Landeshauptmann Dr. Josef Pühringer besuchte Elisabethinen im Ordensklinikum Linz

Dr. Josef Pühringer stattete in seiner Funktion als Gesundheitsreferent des Landes Oberösterreich am 17. Jänner dem Ordensklinikum Linz Elisabethinen einen Besuch ab.

Neben der Möglichkeit, aktuelle Themen mit der Krankenhausleitung zu diskutieren, nutzte Dr. Pühringer den Besuch dazu, Abteilungen des Krankenhauses zu besichtigen und mit den Mitarbeiterinnen und Mitarbeitern ins Gespräch zu kommen.

Die Gespräche mit den Führungskräften des Hauses drehten sich naturgemäß um strategische Themen wie die Versorgung der Patientinnen und Patienten im Zentralraum und die geplante Trägerfusion zur Ordensklinikum Linz GmbH, mit den beiden Krankenanstalten „Krankenhaus der Elisabethinen" und „Krankenhaus der Barmherzigen Schwestern Linz".

„Für die Elisabethinen steht bei einer Kooperation mit Partnern aus dem Gesundheitsbereich im Vordergrund, die optimale Patientenversorgung sicherstellen zu können erklärte der Geschäftsführer Mag. Raimund Kaplinger

Gruppenfoto

In Begleitung der Pflegedirektorin Regina Kickingereder und des Geschäftsführers und Ärztlichen Leiters Dr.
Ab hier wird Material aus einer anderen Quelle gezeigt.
use anyhow::{Context, Result};
use serde::{Deserialize, Serialize};
use std::path::PathBuf;

use crate::store::DEFAULT_STORAGE_KEY;

const APP_DIR: &str = "workout-planner";
pub const WEBHOOK_URL_ENV: &str = "WORKOUT_PLANNER_WEBHOOK_URL";
pub const DATA_DIR_ENV: &str = "WORKOUT_PLANNER_DATA_DIR";

#[derive(Debug, Clone, PartialEq, Serialize, Deserialize)]
pub struct PlannerConfig {
    /// Where persisted state lives. Defaults to the platform data directory.
    #[serde(default)]
    pub data_dir: Option<PathBuf>,
    #[serde(default = "default_storage_key")]
    pub storage_key: String,
    #[serde(default)]
    pub notifier: NotifierConfig,
}

#[derive(Debug, Clone, PartialEq, Serialize, Deserialize)]
pub struct NotifierConfig {
    /// Outbound webhook; no events are sent when unset.
    #[serde(default)]
    pub webhook_url: Option<String>,
    #[serde(default = "default_timeout_ms")]
    pub timeout_ms: u64,
    #[serde(default = "default_fail_silently")]
    pub fail_silently: bool,
}

fn default_storage_key() -> String {
    DEFAULT_STORAGE_KEY.to_string()
}

fn default_timeout_ms() -> u64 {
    4000
}

fn default_fail_silently() -> bool {
    true
}

impl Default for PlannerConfig {
    fn default() -> Self {
        Self {
            data_dir: None,
            storage_key: default_storage_key(),
            notifier: NotifierConfig::default(),
        }
    }
}

impl Default for NotifierConfig {
    fn default() -> Self {
        Self {
            webhook_url: None,
            timeout_ms: default_timeout_ms(),
            fail_silently: default_fail_silently(),
        }
    }
}

impl PlannerConfig {
    pub fn config_path() -> Result<PathBuf> {
        Ok(dirs::config_dir()
            .context("Cannot determine config directory")?
            .join(APP_DIR)
            .join("config.toml"))
    }

    /// Load config from disk and apply environment overrides.
    /// Returns default config if the file doesn't exist.
    pub fn load() -> Result<Self> {
        let path = Self::config_path()?;
        let mut config = if path.exists() {
            let raw = std::fs::read_to_string(&path)
                .with_context(|| format!("Failed to read config at {}", path.display()))?;
            Self::from_toml(&raw)
                .with_context(|| format!("Failed to parse config at {}", path.display()))?
        } else {
            Self::default()
        };
        config.apply_overrides(
            std::env::var(WEBHOOK_URL_ENV).ok(),
            std::env::var(DATA_DIR_ENV).ok(),
        );
        Ok(config)
    }

    pub fn from_toml(raw: &str) -> Result<Self> {
        Ok(toml::from_str(raw)?)
    }

    /// Empty override values are ignored.
    pub fn apply_overrides(&mut self, webhook_url: Option<String>, data_dir: Option<String>) {
        if let Some(url) = webhook_url.filter(|url| !url.trim().is_empty()) {
            self.notifier.webhook_url = Some(url);
        }
        if let Some(dir) = data_dir.filter(|dir| !dir.trim().is_empty()) {
            self.data_dir = Some(PathBuf::from(dir));
        }
    }

    pub fn resolved_data_dir(&self) -> Result<PathBuf> {
        match &self.data_dir {
            Some(dir) => Ok(dir.clone()),
            None => Ok(dirs::data_dir()
                .context("Cannot determine data directory")?
                .join(APP_DIR)),
        }
    }
}

#[cfg(test)]
mod tests {
    use super::*;

    #[test]
    fn empty_file_gives_defaults() {
        let config = PlannerConfig::from_toml("").unwrap();
        assert_eq!(config, PlannerConfig::default());
        assert_eq!(config.storage_key, "workoutPlanner_v1");
        assert_eq!(config.notifier.timeout_ms, 4000);
        assert!(config.notifier.fail_silently);
    }

    #[test]
    fn parses_full_file() {
        let config = PlannerConfig::from_toml(
            r#"
data_dir = "/tmp/planner"
storage_key = "plan_v2"

[notifier]
webhook_url = "https://hooks.example.com/catch/1"
timeout_ms = 1500
fail_silently = false
"#,
        )
        .unwrap();
        assert_eq!(config.data_dir, Some(PathBuf::from("/tmp/planner")));
        assert_eq!(config.storage_key, "plan_v2");
        assert_eq!(
            config.notifier.webhook_url.as_deref(),
            Some("https://hooks.example.com/catch/1")
        );
        assert_eq!(config.notifier.timeout_ms, 1500);
        assert!(!config.notifier.fail_silently);
        assert_eq!(config.resolved_data_dir().unwrap(), PathBuf::from("/tmp/planner"));
    }

    #[test]
    fn rejects_malformed_toml() {
        assert!(PlannerConfig::from_toml("storage_key = [").is_err());
    }

    #[test]
    fn overrides_replace_file_values_unless_blank() {
        let mut config = PlannerConfig::default();
        config.apply_overrides(Some("  ".to_string()), None);
        assert_eq!(config.notifier.webhook_url, None);

        config.apply_overrides(
            Some("https://hooks.example.com/x".to_string()),
            Some("/data".to_string()),
        );
        assert_eq!(
            config.notifier.webhook_url.as_deref(),
            Some("https://hooks.example.com/x")
        );
        assert_eq!(config.data_dir, Some(PathBuf::from("/data")));
    }
}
Stefan Meusburger konnte der Landeshauptmann die größte Dialyse Oberösterreichs, das Herzkatheterlabor, die Interne Intensivstation sowie die Dermatologische Ambulanz besichtigen.

Besonderes Interesse zeigte Pühringer an der Notfallambulanz, die für viele Patientinnen und Patienten die erste Anlaufstelle ist, wenn sie akute medizinische Hilfe brauchen. Anders als in einer Fachambulanz, werden sie hier nicht nach der Reihenfolge des Eintreffens, sondern nach der medizinischen Dringlichkeit behandelt. „Die rasche Einschätzung der Patientinnen und Patienten sowie deren Stabilisierung sind daher wichtigste Aufgaben einer Notfallambulanz", erklärte der Ärztliche Direktor.

Bei jedemPatienten werden die Vitaldaten, also mindestens Blutdruck, Puls und Atemfrequenz gemessen und die Dringlichkeit der Behandlung anhand des Manchester-Triage-Systems, einem standardisierten Verfahren zur Ersteinschätzung, festgelegt.

„Dieses System ermöglicht uns, sehr schnell, kritische Fälle von weniger problematischen Fällen zu unterscheiden und entsprechend dieser Beurteilung die nächsten Behandlungsschritte für die Patientin bzw. den Patienten zu setzen. Manchmal fällt es aber gerade Menschen, deren Versorgung in der Dringlichkeit nicht an erster Stelle steht, besonders schwer, Wartezeiten in Kauf zu nehmen", berichtete OA Dr. Matthias Kölbl, Chef der Notfallambulanz, aus dem klinischen Alltag.